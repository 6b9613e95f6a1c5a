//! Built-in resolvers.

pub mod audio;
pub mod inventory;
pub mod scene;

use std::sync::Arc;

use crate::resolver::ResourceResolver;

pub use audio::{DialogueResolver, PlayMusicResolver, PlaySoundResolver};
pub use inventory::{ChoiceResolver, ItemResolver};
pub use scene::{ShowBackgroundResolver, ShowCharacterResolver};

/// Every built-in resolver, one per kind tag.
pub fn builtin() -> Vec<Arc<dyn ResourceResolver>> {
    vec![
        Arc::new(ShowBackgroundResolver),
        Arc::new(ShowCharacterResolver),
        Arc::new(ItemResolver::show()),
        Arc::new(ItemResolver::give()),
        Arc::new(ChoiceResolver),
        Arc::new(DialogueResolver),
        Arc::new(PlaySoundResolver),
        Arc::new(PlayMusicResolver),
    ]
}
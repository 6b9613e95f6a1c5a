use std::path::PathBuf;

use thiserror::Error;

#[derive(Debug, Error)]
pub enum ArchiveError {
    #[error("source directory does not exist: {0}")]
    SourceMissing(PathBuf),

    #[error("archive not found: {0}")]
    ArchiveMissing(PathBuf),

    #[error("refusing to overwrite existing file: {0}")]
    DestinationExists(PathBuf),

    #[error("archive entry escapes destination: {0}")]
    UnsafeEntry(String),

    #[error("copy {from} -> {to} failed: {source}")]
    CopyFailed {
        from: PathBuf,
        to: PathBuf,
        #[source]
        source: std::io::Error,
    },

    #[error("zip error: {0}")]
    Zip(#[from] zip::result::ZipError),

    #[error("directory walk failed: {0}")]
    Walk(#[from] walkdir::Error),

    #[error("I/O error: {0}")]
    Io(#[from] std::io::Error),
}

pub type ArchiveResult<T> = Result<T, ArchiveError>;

*****

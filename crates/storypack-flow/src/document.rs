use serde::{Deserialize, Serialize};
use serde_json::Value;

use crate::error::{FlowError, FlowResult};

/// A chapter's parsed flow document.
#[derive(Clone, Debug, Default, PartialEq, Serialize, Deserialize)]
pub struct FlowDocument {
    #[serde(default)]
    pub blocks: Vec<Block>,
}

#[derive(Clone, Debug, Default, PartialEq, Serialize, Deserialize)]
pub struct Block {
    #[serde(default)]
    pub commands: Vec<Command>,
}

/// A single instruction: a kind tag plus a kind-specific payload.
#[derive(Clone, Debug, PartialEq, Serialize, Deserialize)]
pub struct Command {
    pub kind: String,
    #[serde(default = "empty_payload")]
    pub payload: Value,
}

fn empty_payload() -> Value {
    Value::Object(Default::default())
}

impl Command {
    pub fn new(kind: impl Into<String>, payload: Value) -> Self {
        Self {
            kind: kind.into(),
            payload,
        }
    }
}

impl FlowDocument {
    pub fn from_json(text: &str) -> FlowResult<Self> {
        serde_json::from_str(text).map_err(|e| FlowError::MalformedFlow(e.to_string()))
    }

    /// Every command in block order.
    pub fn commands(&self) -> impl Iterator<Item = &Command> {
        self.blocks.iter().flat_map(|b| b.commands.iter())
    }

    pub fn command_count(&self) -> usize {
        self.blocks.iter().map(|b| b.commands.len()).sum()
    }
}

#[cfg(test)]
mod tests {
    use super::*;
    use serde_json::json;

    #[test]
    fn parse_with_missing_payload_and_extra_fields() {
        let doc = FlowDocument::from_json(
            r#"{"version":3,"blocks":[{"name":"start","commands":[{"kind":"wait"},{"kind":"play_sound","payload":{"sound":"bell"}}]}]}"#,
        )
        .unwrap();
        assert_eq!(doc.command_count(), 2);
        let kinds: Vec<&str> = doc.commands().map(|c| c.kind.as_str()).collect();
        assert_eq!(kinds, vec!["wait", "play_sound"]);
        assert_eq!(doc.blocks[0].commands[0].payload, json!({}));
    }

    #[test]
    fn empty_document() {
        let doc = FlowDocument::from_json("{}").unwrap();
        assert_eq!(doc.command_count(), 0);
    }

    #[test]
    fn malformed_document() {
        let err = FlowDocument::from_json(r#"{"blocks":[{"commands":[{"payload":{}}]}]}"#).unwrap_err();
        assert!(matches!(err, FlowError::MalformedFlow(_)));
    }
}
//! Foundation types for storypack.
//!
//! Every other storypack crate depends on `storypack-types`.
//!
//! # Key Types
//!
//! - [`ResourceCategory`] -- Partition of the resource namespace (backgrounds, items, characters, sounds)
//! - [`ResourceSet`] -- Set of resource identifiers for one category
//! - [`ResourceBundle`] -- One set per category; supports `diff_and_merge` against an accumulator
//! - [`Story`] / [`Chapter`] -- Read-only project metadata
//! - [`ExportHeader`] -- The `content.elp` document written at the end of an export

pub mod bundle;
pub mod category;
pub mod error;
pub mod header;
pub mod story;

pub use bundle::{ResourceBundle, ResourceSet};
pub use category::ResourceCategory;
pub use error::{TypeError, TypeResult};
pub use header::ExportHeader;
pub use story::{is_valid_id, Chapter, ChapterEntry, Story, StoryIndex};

*****

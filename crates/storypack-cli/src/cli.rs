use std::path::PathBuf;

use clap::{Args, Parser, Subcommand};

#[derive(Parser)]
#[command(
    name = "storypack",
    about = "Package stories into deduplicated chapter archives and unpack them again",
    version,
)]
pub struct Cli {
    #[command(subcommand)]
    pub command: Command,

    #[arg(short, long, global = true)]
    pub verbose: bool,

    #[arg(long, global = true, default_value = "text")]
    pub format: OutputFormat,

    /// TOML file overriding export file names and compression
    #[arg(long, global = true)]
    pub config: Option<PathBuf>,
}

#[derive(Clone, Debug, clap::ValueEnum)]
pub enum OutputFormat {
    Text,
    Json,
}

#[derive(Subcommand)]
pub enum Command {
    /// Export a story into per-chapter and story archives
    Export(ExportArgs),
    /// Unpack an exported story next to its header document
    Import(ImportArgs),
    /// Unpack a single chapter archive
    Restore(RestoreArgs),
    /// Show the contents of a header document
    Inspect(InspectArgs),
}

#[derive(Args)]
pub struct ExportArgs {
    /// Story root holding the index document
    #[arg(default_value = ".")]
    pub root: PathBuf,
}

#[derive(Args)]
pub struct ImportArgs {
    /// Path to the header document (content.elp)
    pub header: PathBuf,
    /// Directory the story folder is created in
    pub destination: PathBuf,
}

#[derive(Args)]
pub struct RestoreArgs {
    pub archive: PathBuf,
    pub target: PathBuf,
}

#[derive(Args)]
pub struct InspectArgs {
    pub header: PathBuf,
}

*****

▶ Work to complete:
Go through the material line by line, tally each line containing "ItemResolver", and give the total only.

▶ Answer for this exercise:
3